• **Exercise brief**
Look through the data below for the line with "pub fn can_transition_to(self, next: JobStatus)" and the line with "guarded methods below.", then output those two and all lines in between, exactly as written.

===

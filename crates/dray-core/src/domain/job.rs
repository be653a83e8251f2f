//! Job record: the per-job state machine.

use chrono::{DateTime, Utc};
use serde::{Deserialize, Serialize};
use serde_json::Value;

use crate::error::QueueError;

use super::ids::{JobId, OwnerId};
use super::task::TaskName;

/// Job status.
///
/// Transitions:
/// - Queued -> Claimed -> Processing -> Completed | Error
/// - Queued -> Cancelled (and Claimed -> Cancelled, permitted by the state
///   machine but not exposed through the service API)
///
/// Progression is monotonic; terminal states never transition again.
#[derive(Debug, Clone, Copy, PartialEq, Eq, Hash, Serialize, Deserialize)]
#[serde(rename_all = "SCREAMING_SNAKE_CASE")]
pub enum JobStatus {
    /// Waiting in the pending sequence.
    Queued,

    /// Removed from the pending sequence and owned by one processor.
    Claimed,

    /// The task body is running.
    Processing,

    /// Finished; `output` holds the task's return value.
    Completed,

    /// Finished; `output` holds a diagnostic.
    Error,

    /// Withdrawn before any processor claimed it.
    Cancelled,
}

impl JobStatus {
    /// Is this a terminal state (no further transitions)?
    pub fn is_terminal(self) -> bool {
        matches!(
            self,
            JobStatus::Completed | JobStatus::Error | JobStatus::Cancelled
        )
    }

    /// Would moving to `next` respect the state machine?
    pub fn can_transition_to(self, next: JobStatus) -> bool {
        use JobStatus::*;
        matches!(
            (self, next),
            (Queued, Claimed)
                | (Queued, Cancelled)
                | (Claimed, Processing)
                | (Claimed, Error)
                | (Claimed, Cancelled)
                | (Processing, Completed)
                | (Processing, Error)
        )
    }
}

/// Durable state of one job.
///
/// The record is the single source of truth for a job; queue structures hold
/// ids only, and every state change goes through the guarded methods below.
#[derive(Debug, Clone, Serialize, Deserialize)]
pub struct JobRecord {
    pub id: JobId,
    pub task_name: TaskName,

    /// Opaque argument payload, handed to the task verbatim.
    pub input: Value,

    pub status: JobStatus,

    /// Terminal result payload, populated on Completed/Error.
    pub output: Option<Value>,

    pub created_at: DateTime<Utc>,
    pub claimed_at: Option<DateTime<Utc>>,
    pub completed_at: Option<DateTime<Utc>>,

    /// Processor holding the claim, if any.
    pub owner: Option<OwnerId>,
}

impl JobRecord {
    pub(crate) fn new(id: JobId, task_name: TaskName, input: Value) -> Self {
        Self {
            id,
            task_name,
            input,
            status: JobStatus::Queued,
            output: None,
            created_at: Utc::now(),
            claimed_at: None,
            completed_at: None,
            owner: None,
        }
    }

    /// Take the claim for `owner`.
    pub(crate) fn claim(&mut self, owner: OwnerId) -> Result<(), QueueError> {
        self.transition(JobStatus::Claimed)?;
        self.owner = Some(owner);
        self.claimed_at = Some(Utc::now());
        Ok(())
    }

    /// Mark the task body as running.
    pub(crate) fn start_processing(&mut self) -> Result<(), QueueError> {
        self.transition(JobStatus::Processing)
    }

    /// Record a successful result.
    pub(crate) fn complete(&mut self, output: Value) -> Result<(), QueueError> {
        self.transition(JobStatus::Completed)?;
        self.output = Some(output);
        self.completed_at = Some(Utc::now());
        Ok(())
    }

    /// Record a failure diagnostic.
    pub(crate) fn fail(&mut self, output: Value) -> Result<(), QueueError> {
        self.transition(JobStatus::Error)?;
        self.output = Some(output);
        self.completed_at = Some(Utc::now());
        Ok(())
    }

    /// Withdraw the job.
    pub(crate) fn cancel(&mut self) -> Result<(), QueueError> {
        self.transition(JobStatus::Cancelled)?;
        self.completed_at = Some(Utc::now());
        Ok(())
    }

    fn transition(&mut self, next: JobStatus) -> Result<(), QueueError> {
        if !self.status.can_transition_to(next) {
            return Err(QueueError::InvalidTransition {
                id: self.id,
                from: self.status,
                to: next,
            });
        }
        self.status = next;
        Ok(())
    }
}
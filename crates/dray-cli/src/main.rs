//! Demo binary: wire a store, a registry, and the service together, push a
//! few jobs through the multi processor, and print what happened.

use std::sync::Arc;
use std::time::Duration;

use async_trait::async_trait;
use serde_json::{json, Value};
use tokio::time::sleep;
use tracing::info;

use dray_core::{
    JobService, JobStatus, ProcessorKind, ProcessorSettings, Store, Task, TaskContext, TaskError,
    TaskRegistry,
};

/// Returns its input untouched.
struct EchoTask;

#[async_trait]
impl Task for EchoTask {
    async fn execute(&self, ctx: &mut TaskContext<'_>) -> Result<Value, TaskError> {
        Ok(ctx.input().clone())
    }
}

/// Sleeps for `millis`, then logs its label.
struct SleepTask;

#[async_trait]
impl Task for SleepTask {
    async fn execute(&self, ctx: &mut TaskContext<'_>) -> Result<Value, TaskError> {
        let millis = ctx.input()["millis"].as_u64().unwrap_or(0);
        let label = ctx.input()["label"].as_i64().unwrap_or(-1);
        sleep(Duration::from_millis(millis)).await;
        info!("Job: {label}");
        Ok(json!({ "label": label }))
    }
}

#[tokio::main]
async fn main() {
    tracing_subscriber::fmt()
        .with_env_filter(
            tracing_subscriber::EnvFilter::try_from_default_env()
                .unwrap_or_else(|_| "info".into()),
        )
        .init();

    let mut registry = TaskRegistry::new();
    registry
        .register("echo", Arc::new(EchoTask))
        .expect("register echo");
    registry
        .register("sleep", Arc::new(SleepTask))
        .expect("register sleep");

    let service = JobService::new(Store::new(), Arc::new(registry));
    service
        .set_processor_settings(ProcessorSettings {
            kind: ProcessorKind::Multi,
            wait_time: Duration::from_millis(100),
            ..ProcessorSettings::default()
        })
        .await
        .expect("persist settings");

    let mut ids = Vec::new();
    for (millis, label) in [(400u64, 1i64), (1800, 2), (0, 3), (200, 4)] {
        let id = service
            .add("sleep", json!({ "millis": millis, "label": label }))
            .await
            .expect("enqueue job");
        info!(%id, label, "enqueued");
        ids.push(id);
    }
    ids.push(
        service
            .add("echo", json!({ "hello": "dray" }))
            .await
            .expect("enqueue job"),
    );

    service.start_processing().await.expect("start processing");

    loop {
        let counts = service.counts().await.expect("read counts");
        if counts.completed + counts.error == ids.len() {
            break;
        }
        sleep(Duration::from_millis(100)).await;
    }

    for id in &ids {
        let record = service.get(*id).await.expect("read job");
        let output = record.output.unwrap_or(Value::Null);
        info!(
            %id,
            status = ?record.status,
            output = %output,
            "finished"
        );
        assert_eq!(record.status, JobStatus::Completed);
    }
    info!(counts = ?service.counts().await.expect("read counts"), "all jobs finished");

    service.stop_processing().await.expect("stop processing");
}
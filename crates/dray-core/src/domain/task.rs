use std::fmt;

use serde::{Deserialize, Serialize};

/// Name of a registered task; the lookup key into the registry.
#[derive(Debug, Clone, PartialEq, Eq, Hash, Serialize, Deserialize)]
pub struct TaskName(String);

impl TaskName {
    pub fn new(s: impl Into<String>) -> Self {
        Self(s.into())
    }

    pub fn as_str(&self) -> &str {
        &self.0
    }
}

impl From<&str> for TaskName {
    fn from(s: &str) -> Self {
        Self::new(s)
    }
}

impl From<String> for TaskName {
    fn from(s: String) -> Self {
        Self(s)
    }
}

impl fmt::Display for TaskName {
    fn fmt(&self, f: &mut fmt::Formatter<'_>) -> fmt::Result {
        self.0.fmt(f)
    }
}
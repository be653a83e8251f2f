//! Task registry: name-keyed lookup of executable units.
//!
//! Built during initialization (mutable), shared read-only during
//! processing behind an `Arc`, so the execution path takes no locks.

use std::collections::HashMap;
use std::sync::Arc;

use async_trait::async_trait;
use serde_json::Value;

use crate::domain::TaskName;
use crate::error::{RegistryError, TaskError};

/// Execution context handed to a task body.
///
/// Besides the input payload it carries the abort signal: a task that calls
/// [`TaskContext::abort_transaction`] dooms the surrounding transaction, and
/// the processor rolls the claim back instead of committing an outcome.
#[derive(Debug)]
pub struct TaskContext<'a> {
    input: &'a Value,
    abort: bool,
}

impl<'a> TaskContext<'a> {
    pub(crate) fn new(input: &'a Value) -> Self {
        Self {
            input,
            abort: false,
        }
    }

    /// The job's opaque argument payload.
    pub fn input(&self) -> &Value {
        self.input
    }

    /// Doom the transaction this task runs under. The processor aborts
    /// instead of committing, and refuses to re-claim the job this session.
    pub fn abort_transaction(&mut self) {
        self.abort = true;
    }

    pub(crate) fn abort_requested(&self) -> bool {
        self.abort
    }
}

/// A named executable unit.
///
/// Returning `Ok` completes the job with the value as output; returning
/// `Err` fails it with the diagnostic. Flagging the context aborts the
/// transaction and discards either result.
#[async_trait]
pub trait Task: Send + Sync {
    async fn execute(&self, ctx: &mut TaskContext<'_>) -> Result<Value, TaskError>;
}

/// Registry of tasks (name -> task).
#[derive(Default)]
pub struct TaskRegistry {
    tasks: HashMap<TaskName, Arc<dyn Task>>,
}

impl TaskRegistry {
    pub fn new() -> Self {
        Self {
            tasks: HashMap::new(),
        }
    }

    /// Register a task under `name`. Duplicate names are rejected.
    pub fn register(
        &mut self,
        name: impl Into<TaskName>,
        task: Arc<dyn Task>,
    ) -> Result<(), RegistryError> {
        let name = name.into();
        if self.tasks.contains_key(&name) {
            return Err(RegistryError::DuplicateTask(name));
        }
        self.tasks.insert(name, task);
        Ok(())
    }

    /// Look a task up by name.
    pub fn resolve(&self, name: &TaskName) -> Option<Arc<dyn Task>> {
        self.tasks.get(name).cloned()
    }

    pub fn len(&self) -> usize {
        self.tasks.len()
    }

    pub fn is_empty(&self) -> bool {
        self.tasks.is_empty()
    }
}
use serde::{Deserialize, Serialize};

/// Snapshot of job counts by status.
#[derive(Debug, Clone, Copy, Default, PartialEq, Eq, Serialize, Deserialize)]
pub struct JobCounts {
    pub queued: usize,
    pub claimed: usize,
    pub processing: usize,
    pub completed: usize,
    pub error: usize,
    pub cancelled: usize,
}

impl JobCounts {
    pub fn total(&self) -> usize {
        self.queued + self.claimed + self.processing + self.completed + self.error + self.cancelled
    }
}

===

• **Solved problem**
    pub fn can_transition_to(self, next: JobStatus) -> bool {
        use JobStatus::*;
        matches!(
            (self, next),
            (Queued, Claimed)
                | (Queued, Cancelled)
                | (Claimed, Processing)
                | (Claimed, Error)
                | (Claimed, Cancelled)
                | (Processing, Completed)
                | (Processing, Error)
        )
    }
}

/// Durable state of one job.
///
/// The record is the single source of truth for a job; queue structures hold
/// ids only, and every state change goes through the guarded methods below.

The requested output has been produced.